Breaches to critical infrastructure and IoT mean greater financial rewards
IoT technology and critical infrastructure are high-value targets for attackers. An example of this is the Oldsmar water plant attack which took place in Florida in February this year. Hackers attempted to change the pH level of the city’s water so that it was more acidic, putting the public and wildlife at serious risk. To do this, they increased the levels of sodium hydroxide by 100 times.
Another example is the Colonial Pipeline attack of May 2021, which involved cybercriminals using a password from the dark web to gain access to a virtual private network (VPN) and shut down the largest fuel pipeline in the U.S. Colonial. As a result, the hackers were paid US$4.4mn in ransom.
However, the payout was seized a month later by the U.S. Department of Justice with support from a ransomware task force it had set up after reporting that 2020 was one of the “worst years” for cyberattacks.
Speaking in a podcast about critical infrastructure attacks, Curtis Simpson, CISO at Armis, said: “The Operational Technology (OT) and Incident Command System (ICS) space is, honestly, the largest single attack vector with the greatest potential for impact.

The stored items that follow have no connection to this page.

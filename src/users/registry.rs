// Copyright (c) 2026 Bountyy Oy. All rights reserved.
// This software is proprietary and confidential.

//! Keyed store of canonical user records

use std::collections::HashMap;

use super::record::UserRecord;
use crate::error::Result;
use crate::ndjson;

/// What `add_or_merge` did with a candidate
#[derive(Debug, Clone, Copy, PartialEq, Eq)]
pub enum MergeOutcome {
    /// First record for the key
    Inserted,
    /// Existing record gained at least one attribute
    Updated,
    /// Nothing new in the candidate
    Unchanged,
    /// Candidate had no key
    Rejected,
}

/// One record per member id, in first-seen order
#[derive(Debug, Clone, Default)]
pub struct UserRegistry {
    records: Vec<UserRecord>,
    index: HashMap<String, usize>,
}

impl UserRegistry {
    pub fn new() -> Self {
        Self::default()
    }

    /// Fetch-or-create the record for the candidate's key and merge into it
    pub fn add_or_merge(&mut self, candidate: UserRecord) -> MergeOutcome {
        if !candidate.has_key() {
            return MergeOutcome::Rejected;
        }

        match self.index.get(&candidate.id) {
            Some(&slot) => {
                if self.records[slot].merge(&candidate) {
                    MergeOutcome::Updated
                } else {
                    MergeOutcome::Unchanged
                }
            }
            None => {
                // Merging into an empty record drops blank attributes the same
                // way a later merge would.
                let mut record = UserRecord::new(candidate.id.clone());
                record.merge(&candidate);
                self.index.insert(record.id.clone(), self.records.len());
                self.records.push(record);
                MergeOutcome::Inserted
            }
        }
    }

    pub fn get(&self, id: &str) -> Option<&UserRecord> {
        self.index.get(id).map(|&slot| &self.records[slot])
    }

    pub fn len(&self) -> usize {
        self.records.len()
    }

    pub fn is_empty(&self) -> bool {
        self.records.is_empty()
    }

    /// Records in insertion order
    pub fn iter(&self) -> impl Iterator<Item = &UserRecord> {
        self.records.iter()
    }

    pub fn clear(&mut self) {
        self.records.clear();
        self.index.clear();
    }

    /// One record per line, in insertion order
    pub fn export_ndjson(&self) -> Result<String> {
        ndjson::to_string(&self.records)
    }
}

#[cfg(test)]
mod tests {
    use super::*;

    fn named(id: &str, name: &str) -> UserRecord {
        UserRecord {
            name: Some(name.into()),
            ..UserRecord::new(id)
        }
    }

    #[test]
    fn test_one_record_per_key() {
        let mut registry = UserRegistry::new();
        assert_eq!(registry.add_or_merge(named("U1", "Alice")), MergeOutcome::Inserted);
        assert_eq!(registry.add_or_merge(named("U2", "Bob")), MergeOutcome::Inserted);
        assert_eq!(registry.add_or_merge(named("U1", "Other")), MergeOutcome::Unchanged);

        assert_eq!(registry.len(), 2);
        assert_eq!(registry.get("U1").unwrap().name.as_deref(), Some("Alice"));
    }

    #[test]
    fn test_update_and_rejection() {
        let mut registry = UserRegistry::new();
        registry.add_or_merge(UserRecord::new("U1"));
        assert_eq!(registry.add_or_merge(named("U1", "Alice")), MergeOutcome::Updated);
        assert_eq!(registry.add_or_merge(named("", "Ghost")), MergeOutcome::Rejected);
        assert_eq!(registry.add_or_merge(named("  ", "Ghost")), MergeOutcome::Rejected);
        assert_eq!(registry.len(), 1);
    }

    #[test]
    fn test_blank_attributes_not_stored() {
        let mut registry = UserRegistry::new();
        registry.add_or_merge(named("U1", ""));
        assert_eq!(registry.get("U1").unwrap().name, None);
    }

    #[test]
    fn test_export_round_trip() {
        let mut registry = UserRegistry::new();
        registry.add_or_merge(named("U2", "Bob"));
        registry.add_or_merge(named("U1", "Alice"));

        let text = registry.export_ndjson().unwrap();
        let parsed = crate::ndjson::parse::<UserRecord>(&text);
        let stored: Vec<UserRecord> = registry.iter().cloned().collect();

        assert_eq!(parsed.items, stored);
        assert_eq!(parsed.items[0].id, "U2");
    }

    #[test]
    fn test_clear() {
        let mut registry = UserRegistry::new();
        registry.add_or_merge(named("U1", "Alice"));
        registry.clear();
        assert!(registry.is_empty());
        assert!(registry.get("U1").is_none());
    }
}
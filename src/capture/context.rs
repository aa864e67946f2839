// Copyright (c) 2026 Bountyy Oy. All rights reserved.
// This software is proprietary and confidential.

//! Shared state of one capture installation
//!
//! The context is cloned into both interceptors and the control handle.
//! Recording an entry (append, dispatch, merge) happens under one critical
//! section with no await inside; locks are taken log first, then users.
//! Configuration changes hold the config write guard for the whole
//! read-modify-write, taking scope or log after it.

use std::sync::Arc;

use parking_lot::{Mutex, RwLock};
use url::Url;

use super::buffer::LogBuffer;
use super::config::CaptureConfig;
use crate::error::Result;
use crate::network::{CapturedEntry, Redactor, UrlScope};
use crate::users::{dispatch, UserRecord, UserRegistry};

struct Inner {
    config: RwLock<CaptureConfig>,
    scope: RwLock<UrlScope>,
    log: Mutex<LogBuffer>,
    users: Mutex<UserRegistry>,
}

/// Handle to the log, registry and settings of a capture
#[derive(Clone)]
pub struct CaptureContext {
    inner: Arc<Inner>,
}

impl CaptureContext {
    /// Create a context; fails on an invalid host pattern or filter
    pub fn new(config: CaptureConfig) -> Result<Self> {
        let scope = UrlScope::new(config.host_pattern.as_deref(), &config.filter)?;
        Ok(Self {
            inner: Arc::new(Inner {
                config: RwLock::new(config),
                scope: RwLock::new(scope),
                log: Mutex::new(LogBuffer::new()),
                users: Mutex::new(UserRegistry::new()),
            }),
        })
    }

    /// Whether a call to `url` should be captured
    pub fn admits(&self, url: &Url) -> bool {
        self.inner.scope.read().admits(url)
    }

    /// Redaction settings in effect now
    pub fn redactor(&self) -> Redactor {
        self.inner.config.read().redactor()
    }

    /// Append a settled entry and, when enabled, feed it to the registry
    pub fn record(&self, entry: CapturedEntry) {
        let (cap, verbose, user_capture) = {
            let config = self.inner.config.read();
            (config.max_log_size, config.verbose, config.user_capture_enabled)
        };

        if verbose {
            tracing::info!(kind = ?entry.kind, method = %entry.method, url = %entry.url, status = entry.response.status, "captured");
        } else {
            tracing::debug!(kind = ?entry.kind, method = %entry.method, url = %entry.url, status = entry.response.status, "captured");
        }

        let mut log = self.inner.log.lock();
        if user_capture {
            let mut users = self.inner.users.lock();
            dispatch(&entry, &mut users);
        }
        log.append(entry, cap);
    }

    /// Snapshot of retained entries, oldest first
    pub fn entries(&self) -> Vec<CapturedEntry> {
        self.inner.log.lock().iter().cloned().collect()
    }

    /// Snapshot of registry records in insertion order
    pub fn users(&self) -> Vec<UserRecord> {
        self.inner.users.lock().iter().cloned().collect()
    }

    /// Look up one user record
    pub fn user(&self, id: &str) -> Option<UserRecord> {
        self.inner.users.lock().get(id).cloned()
    }

    pub fn entry_count(&self) -> usize {
        self.inner.log.lock().len()
    }

    pub fn user_count(&self) -> usize {
        self.inner.users.lock().len()
    }

    pub fn approx_bytes(&self) -> usize {
        self.inner.log.lock().approx_bytes()
    }

    pub fn config(&self) -> CaptureConfig {
        self.inner.config.read().clone()
    }

    /// Change the configuration in place and trim the log to the resulting cap.
    ///
    /// The change and the trim run under one config write guard, so
    /// concurrent updates never overwrite each other.
    pub fn update_config<R>(&self, change: impl FnOnce(&mut CaptureConfig) -> R) -> R {
        let mut config = self.inner.config.write();
        let result = change(&mut config);
        self.inner.log.lock().trim_to(config.max_log_size);
        result
    }

    /// Replace the URL include patterns; on error the old filter stays
    pub fn set_filters<S: AsRef<str>>(&self, patterns: impl IntoIterator<Item = S>) -> Result<()> {
        let mut config = self.inner.config.write();
        let mut scope = self.inner.scope.write();

        let mut next = scope.clone();
        next.set_filters(patterns)?;
        config.filter = next.filters();
        *scope = next;
        Ok(())
    }

    pub fn clear_log(&self) {
        self.inner.log.lock().clear();
    }

    pub fn clear_users(&self) {
        self.inner.users.lock().clear();
    }

    pub fn export_log(&self) -> Result<String> {
        self.inner.log.lock().export()
    }

    pub fn export_users(&self) -> Result<String> {
        self.inner.users.lock().export_ndjson()
    }

    /// Dispatch every retained entry into the registry. Returns candidates merged.
    pub fn reprocess(&self) -> usize {
        let log = self.inner.log.lock();
        let mut users = self.inner.users.lock();
        log.iter().map(|entry| dispatch(entry, &mut users)).sum()
    }

    /// Whether two handles share the same state
    pub fn same_as(&self, other: &CaptureContext) -> bool {
        Arc::ptr_eq(&self.inner, &other.inner)
    }
}

impl std::fmt::Debug for CaptureContext {
    fn fmt(&self, f: &mut std::fmt::Formatter<'_>) -> std::fmt::Result {
        f.debug_struct("CaptureContext")
            .field("entries", &self.entry_count())
            .field("users", &self.user_count())
            .finish()
    }
}

#[cfg(test)]
mod tests {
    use super::*;
    use crate::network::{ResponseInfo, TransportKind};
    use serde_json::json;

    fn users_info(id: &str) -> CapturedEntry {
        let body = json!({"user": {"id": id, "name": id.to_lowercase()}});
        CapturedEntry::new(TransportKind::Fetch, "POST", "https://app.slack.com/api/users.info")
            .with_response(ResponseInfo::new(200).with_body(body.to_string(), Some(body)))
    }

    #[test]
    fn test_record_respects_user_capture_flag() {
        let ctx = CaptureContext::new(CaptureConfig::default()).unwrap();
        ctx.record(users_info("U1"));
        assert_eq!(ctx.entry_count(), 1);
        assert_eq!(ctx.user_count(), 0);

        let ctx = CaptureContext::new(CaptureConfig::for_user_capture()).unwrap();
        ctx.record(users_info("U1"));
        assert_eq!(ctx.user_count(), 1);
        assert_eq!(ctx.user("U1").unwrap().username.as_deref(), Some("u1"));
    }

    #[test]
    fn test_cap_applies_on_record_and_on_change() {
        let ctx = CaptureContext::new(CaptureConfig::default().max_log_size(2)).unwrap();
        for n in 0..5 {
            ctx.record(users_info(&format!("U{}", n)));
            assert!(ctx.entry_count() <= 2);
        }

        ctx.update_config(|config| config.max_log_size = 1);
        assert_eq!(ctx.entry_count(), 1);
    }

    #[test]
    fn test_reprocess_is_idempotent() {
        let ctx = CaptureContext::new(CaptureConfig::default()).unwrap();
        ctx.record(users_info("U1"));
        ctx.record(users_info("U2"));

        assert_eq!(ctx.reprocess(), 2);
        ctx.reprocess();
        assert_eq!(ctx.user_count(), 2);
    }

    #[test]
    fn test_bad_filter_keeps_old_one() {
        let ctx = CaptureContext::new(CaptureConfig::default()).unwrap();
        ctx.set_filters(["/api/users"]).unwrap();
        assert!(ctx.set_filters(["("]).is_err());
        assert_eq!(ctx.config().filter, vec!["/api/users".to_string()]);

        let users = Url::parse("https://app.slack.com/api/users.info").unwrap();
        let other = Url::parse("https://app.slack.com/api/chat.postMessage").unwrap();
        assert!(ctx.admits(&users));
        assert!(!ctx.admits(&other));
    }

    #[test]
    fn test_concurrent_updates_are_not_lost() {
        let ctx = CaptureContext::new(CaptureConfig::default()).unwrap();

        let handles: Vec<_> = (0..8)
            .map(|n| {
                let ctx = ctx.clone();
                std::thread::spawn(move || {
                    for _ in 0..200 {
                        match n % 3 {
                            0 => ctx.update_config(|config| config.user_capture_enabled = true),
                            1 => ctx.update_config(|config| config.max_log_size = 7),
                            _ => ctx.set_filters(["/api/"]).unwrap(),
                        }
                    }
                })
            })
            .collect();
        for handle in handles {
            handle.join().unwrap();
        }

        let config = ctx.config();
        assert!(config.user_capture_enabled);
        assert_eq!(config.max_log_size, 7);
        assert_eq!(config.filter, vec!["/api/".to_string()]);
    }

    #[test]
    fn test_filter_survives_later_config_update() {
        let ctx = CaptureContext::new(CaptureConfig::default()).unwrap();
        ctx.set_filters(["/api/users"]).unwrap();
        ctx.update_config(|config| config.apply(&crate::capture::ConfigUpdate::new().verbose(true)));

        assert_eq!(ctx.config().filter, vec!["/api/users".to_string()]);
        let other = Url::parse("https://app.slack.com/api/chat.postMessage").unwrap();
        assert!(!ctx.admits(&other));
    }

    #[test]
    fn test_invalid_host_pattern() {
        let err = CaptureContext::new(CaptureConfig::default().host_pattern(Some("["))).unwrap_err();
        assert!(err.is_misuse());
    }

    #[test]
    fn test_clones_share_state() {
        let ctx = CaptureContext::new(CaptureConfig::default()).unwrap();
        let other = ctx.clone();
        other.record(users_info("U1"));
        assert_eq!(ctx.entry_count(), 1);
        assert!(ctx.same_as(&other));
        assert!(!ctx.same_as(&CaptureContext::new(CaptureConfig::default()).unwrap()));
    }
}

OT and ICS are powering some of the most critical infrastructures in the world; it’s critical operations.”
How can IoT technology and critical infrastructure be protected from cyberattacks?
With there being an increase in IoT attacks, it’s important to know a few ways to protect your critical infrastructure.
- Know where your connected devices are in your environment: The reason this is important is that it gives your visibility so that you can work out an effective plan in case the worst does happen.
- Regularly change your device passwords from default ones: To ensure that your environment is as safe and well-protected as possible, it is a good idea to change all of your devices’ default passwords to something that is personal to you. As a result, it will become much more difficult for those devices to be hacked.
- Separate your IoT networks: IoT devices should operate off of their own individual networks to prevent attackers from also gaining access to larger IT networks. Restricting these networks to only communicate with relevant known IP addresses also reduces the risk of attack.